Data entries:
>>
impl<C: Connection> MtProtoSender<C> {
    pub fn new(config: SenderConfig) -> Self {
        let mut state = MtProtoState::new(config.auth_key.clone(), config.security_checks);
        state.set_time_offset(config.time_offset);
        let (state_tx, _) = watch::channel(ConnectionState::Disconnected);

        Self {
            inner: Arc::new(Inner {
                config,
                state: Mutex::new(state),
                pending: Mutex::default(),
                packer: MessagePacker::new(),
                pending_ack: Mutex::default(),
                last_acks: Mutex::default(),
                connection: Mutex::default(),
                connect_lock: Mutex::default(),
                user_connected: AtomicBool::new(false),
                reconnecting: AtomicBool::new(false),
                epoch: Mutex::default(),
                state_tx,
            }),
        }
    }

    /// Open `connection`, generate an auth key if there is none, and start
    /// sending.
    ///
    /// Returns `Ok(false)` without doing anything when already connected,
    /// unless `force` is set.
    pub async fn connect(&self, connection: C, force: bool) -> Result<bool, InvocationError> {
        let inner = &self.inner;
        let _guard = inner.connect_lock.lock().await;
        if inner.user_connected.load(Ordering::Acquire) && !force {
            info!("[gramwire] already connected to DC {}", inner.config.dc_id);
            return Ok(false);
        }
        inner.report(ConnectionState::Connecting);
        inner.connect_locked(connection, false).await?;
        Ok(true)
    }

    /// Stop both loops and close the connection.
    ///
    /// Requests still waiting for an answer stay queued and are sent again by
    /// the next [`connect`](Self::connect).
    pub async fn disconnect(&self) {
        let inner = &self.inner;
        inner.user_connected.store(false, Ordering::Release);
        let _guard = inner.connect_lock.lock().await;
        // A reconnect that held the lock may have finished in between.
        inner.user_connected.store(false, Ordering::Release);
        inner.stop_epoch().await;
        let connection = inner.connection.lock().await.take();
        if let Some(connection) = connection {
            connection.disconnect().await;
        }
        inner.report(ConnectionState::Disconnected);
        info!("[gramwire] disconnected from DC {}", inner.config.dc_id);
    }

    /// Drop the current connection and connect again on a fresh one.
    pub async fn reconnect(&self) {
        let inner = &self.inner;
        if inner.reconnecting.swap(true, Ordering::AcqRel) {
            return;
        }
        inner.reconnect().await;
        inner.reconnecting.store(false, Ordering::Release);
    }

    /// Send `request` and wait for its answer.
    pub async fn send<R: RemoteCall>(&self, request: &R) -> Result<R::Return, InvocationError> {
        let body = self.send_raw(request.to_bytes(), R::INVOKE_AFTER).await?;
        Ok(R::Return::from_bytes(&body)?)
    }

    /// Send an already serialized request and wait for the raw answer.
    ///
    /// With `invoke_after`, the server runs it only after the previous
    /// request sent this way.
    pub async fn send_raw(&self, data: Vec<u8>, invoke_after: bool) -> Result<Vec<u8>, InvocationError> {
        if !self.inner.user_connected.load(Ordering::Acquire) {
            return Err(InvocationError::NotConnected);
        }
        let (state, rx) = RequestState::new(data, invoke_after);
        self.inner.packer.append(state, false).await;
        rx.await.map_err(|_| InvocationError::Dropped)?
    }

    pub fn is_connected(&self) -> bool { self.inner.user_connected.load(Ordering::Acquire) }

    pub fn state(&self) -> ConnectionState { *self.inner.state_tx.borrow() }

    /// Watch connection state changes.
    pub fn subscribe(&self) -> watch::Receiver<ConnectionState> { self.inner.state_tx.subscribe() }

    pub fn config(&self) -> &SenderConfig { &self.inner.config }

    pub async fn auth_key(&self) -> Option<AuthKey> { self.inner.state.lock().await.auth_key().cloned() }

    pub async fn salt(&self) -> i64 { self.inner.state.lock().await.salt() }

    pub async fn time_offset(&self) -> i32 { self.inner.state.lock().await.time_offset() }
}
<<
— TASK DESCRIPTION —
Within the records, filter for lines that contain the word "true" and show each one.

— COMPLETED TASK —
        Ok(true)
        if inner.reconnecting.swap(true, Ordering::AcqRel) {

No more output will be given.